Later tests were moved to the Chagan River complex and nearby Balapan in the east of the STS (including the site of the Chagan test, which formed Chagan Lake). Once atmospheric tests were banned, testing was transferred to underground locations at Chagan, Murzhik (in the west), and at the Degelen Mountain complex in the south, which is riddled with boreholes and drifts for both subcritical and supercritical tests. After the closure of the Semipalatinsk labour camp, construction duties were performed by the 217th Separate Engineering and Mining Battalion (who later built the Baikonur Cosmodrome). Between 1949 and the cessation of atomic testing in 1989, 456 explosions were conducted at the STS, including 340 underground (borehole and tunnel) shots and 116 atmospheric (either air-drop or tower shots). The lab complex, still the administrative and scientific centre of the STS, was renamed Kurchatov City after Igor Kurchatov, leader of the initial Soviet nuclear programme. The location of Kurchatov city has been typically shown on various maps as "Konechnaya" (the name of the train station; now Degelen) or "Moldary" (the name of the village that was later incorporated into the city).

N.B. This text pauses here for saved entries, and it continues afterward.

//! `daemon` subcommand: runs the trajectory server.

use drillview::config::schema::TomlDaemonConfig;
use drillview::config::xdg::expand_tilde;
use drillview::{daemon::run_daemon, DaemonConfig};
use std::path::PathBuf;
use std::process::ExitCode;

/// Merges CLI flags over the `[daemon]` config section.
pub(crate) fn daemon_config(
    toml: &TomlDaemonConfig,
    listen: Option<String>,
    log_file: Option<PathBuf>,
    daemonize: bool,
) -> DaemonConfig {
    let mut config = DaemonConfig::new(listen.unwrap_or_else(|| toml.listen.clone()), daemonize);
    config.log_level = toml.log_level;
    config.log_file = log_file.or_else(|| {
        (!toml.log_file.is_empty()).then(|| expand_tilde(&toml.log_file))
    });
    config
}

pub(crate) fn run_daemon_command(config: DaemonConfig) -> ExitCode {
    // run_daemon daemonizes (if asked) before starting the runtime, then
    // blocks until SIGINT/SIGTERM.
    if let Err(e) = run_daemon(config) {
        eprintln!("Error: {}", e);
        return ExitCode::FAILURE;
    }
    ExitCode::SUCCESS
}
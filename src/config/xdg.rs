//! Where drillview keeps `config.toml`, and `~` expansion for log paths.
//!
//! `$XDG_CONFIG_HOME/drillview/` wins on every platform. Otherwise Linux uses
//! `~/.config/drillview/` and macOS `~/Library/Application Support/drillview/`.

use std::fs;
use std::path::{Path, PathBuf};

const APP_DIR: &str = "drillview";
const CONFIG_FILE: &str = "config.toml";

pub fn config_dir() -> PathBuf {
    let base = match std::env::var_os("XDG_CONFIG_HOME") {
        Some(xdg) if !xdg.is_empty() => PathBuf::from(xdg),
        _ => platform_base(),
    };
    base.join(APP_DIR)
}

pub fn config_path() -> PathBuf {
    config_dir().join(CONFIG_FILE)
}

#[cfg(target_os = "macos")]
fn platform_base() -> PathBuf {
    dirs::config_dir().unwrap_or_else(|| home().join("Library/Application Support"))
}

#[cfg(not(target_os = "macos"))]
fn platform_base() -> PathBuf {
    home().join(".config")
}

fn home() -> PathBuf {
    dirs::home_dir().unwrap_or_else(|| PathBuf::from("."))
}

/// `~` and `~/…` resolve against the home directory; other paths pass through.
pub fn expand_tilde(path: &str) -> PathBuf {
    match path.strip_prefix('~') {
        Some("") => home(),
        Some(rest) if rest.starts_with('/') => home().join(&rest[1..]),
        _ => PathBuf::from(path),
    }
}

/// `create_dir_all`, then restrict the leaf to the owner (0700 on Unix).
pub fn ensure_dir(path: &Path) -> std::io::Result<()> {
    fs::create_dir_all(path)?;
    #[cfg(unix)]
    {
        use std::os::unix::fs::PermissionsExt;
        fs::set_permissions(path, fs::Permissions::from_mode(0o700))?;
    }
    Ok(())
}

#[cfg(test)]
mod tests {
    use super::*;
    use serial_test::serial;

    fn with_xdg(value: Option<&str>, f: impl FnOnce()) {
        let original = std::env::var_os("XDG_CONFIG_HOME");
        match value {
            Some(v) => std::env::set_var("XDG_CONFIG_HOME", v),
            None => std::env::remove_var("XDG_CONFIG_HOME"),
        }
        f();
        match original {
            Some(v) => std::env::set_var("XDG_CONFIG_HOME", v),
            None => std::env::remove_var("XDG_CONFIG_HOME"),
        }
    }

    #[test]
    #[serial]
    fn xdg_config_home_wins() {
        with_xdg(Some("/srv/rig"), || {
            assert_eq!(config_path(), PathBuf::from("/srv/rig/drillview/config.toml"));
        });
    }

    #[test]
    #[serial]
    fn empty_or_unset_xdg_falls_back_to_platform() {
        let expected = platform_base().join("drillview").join("config.toml");
        with_xdg(None, || assert_eq!(config_path(), expected));
        with_xdg(Some(""), || assert_eq!(config_path(), expected));
    }

    #[test]
    fn tilde_expansion() {
        let home = dirs::home_dir().expect("home directory");
        assert_eq!(expand_tilde("~/logs/viewer.log"), home.join("logs/viewer.log"));
        assert_eq!(expand_tilde("~"), home);
        assert_eq!(expand_tilde("~other/x"), PathBuf::from("~other/x"));
        assert_eq!(expand_tilde("/var/log/drillview.log"), PathBuf::from("/var/log/drillview.log"));
        assert_eq!(expand_tilde("logs/v.log"), PathBuf::from("logs/v.log"));
    }

    #[cfg(unix)]
    #[test]
    fn ensure_dir_is_owner_only() {
        use std::os::unix::fs::PermissionsExt;
        let tmp = tempfile::tempdir().expect("temp dir");
        let dir = tmp.path().join("a/b/drillview");
        ensure_dir(&dir).expect("ensure_dir");
        let mode = fs::metadata(&dir).expect("metadata").permissions().mode();
        assert_eq!(mode & 0o777, 0o700);
    }
}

The Semipalatinsk Complex was of acute interest to foreign governments during its operation, particularly during the phase when explosions were carried out above ground at the experimental field. Several U-2 overflights examined preparations and weapons effects, before being replaced with satellite reconnaissance. The US Defense Intelligence Agency is said to have been convinced that the Soviets had constructed an enormous beam weapon station at a small research station located on the testing site. This smaller research station, known to the Department of Defense as PNUTS (Possible Nuclear Underground Test Site) and the CIA as URDF-3 (Unidentified Research and Development Facility-3) was "studied" by remote viewers during project Stargate. After the fall of the Soviet Union in 1991, it was discovered that the mysterious URDF-3 was tasked with researching nuclear powered spaceships similar to the US's Project Orion.
The site was officially closed on 29 August 1991.